Day 1 – Terminal Navigation and Core Commands

Today's Focus

Learn to navigate the filesystem and manipulate files entirely from the terminal using a core set of commands, then write and run your first shell script.

Commands

CommandDescription
pwdPrint the current working directory (your location in the filesystem).
lsList the contents of a directory. Use -l for details and -a to show hidden files.
cdChange directory. cd ~ goes home, cd .. goes up one level, cd - returns to the previous location.
mkdirCreate a directory. Use -p to create nested directories in one command.
touchCreate an empty file, or update the timestamp of an existing one.
echoPrint text to the terminal. Use > to write to a file and >> to append.
catPrint the contents of a file to the terminal.
cpCopy a file or directory. Use -r to copy a directory and its contents.
mvMove or rename a file or directory.
rmDelete a file. There is no undo — deleted files do not go to a trash folder.
rmdirRemove an empty directory. Safer than rm -rf because it refuses to delete a directory that still has contents.
rm -rfForcefully and recursively delete a directory and everything inside it. Use with extreme caution — it will permanently destroy files with no confirmation prompt and no recovery. Never run it as root or against /.
chmodChange file permissions. chmod +x makes a file executable.

Tasks

  • Open your terminal. Run pwd to see where you are, then ls to list the contents. Run ls -l and ls -la and note what the extra flags reveal.

  • Use cd to move around: cd ~ to go home, cd .. to go up one level, cd - to return to the previous directory. Run pwd after each move to confirm where you are.

  • Create a deep directory structure in one command: mkdir -p ~/academy/week-01/project/src/utils. Navigate into it using cd and back out again.

  • Use touch to create several files: touch README.md main.sh config.txt. Verify they exist with ls -l.

  • Use echo to write content into a file: echo "Hello, World!" > hello.txt. Read it back with cat hello.txt.

  • Use echo to append a second line without overwriting: echo "Goodbye, World!" >> hello.txt. Confirm both lines are there with cat.

  • Copy a file with cp hello.txt hello-copy.txt. Rename it with mv hello-copy.txt hello-backup.txt. Delete it with rm hello-backup.txt.

  • Create a script file called hello.sh containing the following:

    #!/bin/sh
    echo "Hello, World!"
    

    Try running it with sh hello.sh. Then make it directly executable: chmod +x hello.sh and run it with ./hello.sh. Observe the difference.
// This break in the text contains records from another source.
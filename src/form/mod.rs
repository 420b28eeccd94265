//! Form-to-JSON conversion subsystem.
//!
//! # Data Flow
//! ```text
//! POST request
//!     → gate.rs (method + content-type check)
//!         → not eligible: passthrough to next handler
//!     → parser.rs (multipart / urlencoded decode, spill large files to disk)
//!     → converter.rs (build parts, base64 files, remove temp files)
//!     → pool.rs (serialize parts into a reusable buffer)
//!     → request body and headers replaced, next handler runs
//! ```
//!
//! # Design Decisions
//! - Output is a JSON array of parts, so duplicate field names survive
//! - Text parts come first, then file parts; order across different names
//!   follows `HashMap` iteration and is not stable
//! - Temp files are owned by the request that created them and removed
//!   before the request moves on
//! - Malformed input is a 400, everything else that fails is a 500

pub mod converter;
pub mod error;
pub mod gate;
pub mod parser;
pub mod part;
pub mod pool;

pub use converter::Form2Json;
pub use error::{ConvertError, ParseError};
pub use gate::{classify, FormKind};
pub use parser::{FileHeader, FormData};
pub use part::{Part, PartKind};
pub use pool::{BufferPool, PooledBuffer};

/// Header marking requests produced by the converter.
pub const CONTENT_TYPE_CLASS_HEADER: &str = "content-type-class";

/// Marker written to `Content-Type-Class` on converted requests.
pub const CONTENT_TYPE_CLASS: &str = "caddy_post_json_v1";

/// Default in-memory budget for decoding form payloads (2 MiB).
pub const DEFAULT_MEMORY_LIMIT: i64 = 2 * 1024 * 1024;

/// Default maximum size of an urlencoded body (10 MiB).
pub const DEFAULT_MAX_FORM_SIZE: usize = 10 * 1024 * 1024;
  • Tidy up: delete individual files with rm, then remove an empty directory with rmdir. Notice that rmdir refuses if the directory still has contents — this is a useful safety feature. Compare this with rm -rf, which deletes everything silently and immediately with no way to recover.

Reading / Reference

  • The Linux Command Line (William Shotts) — Chapters 1–4 (free online).
  • man ls, man mkdir, man chmod — skim the synopsis and common options.
  • tldr cd, tldr chmod — quick practical examples if you have tldr installed.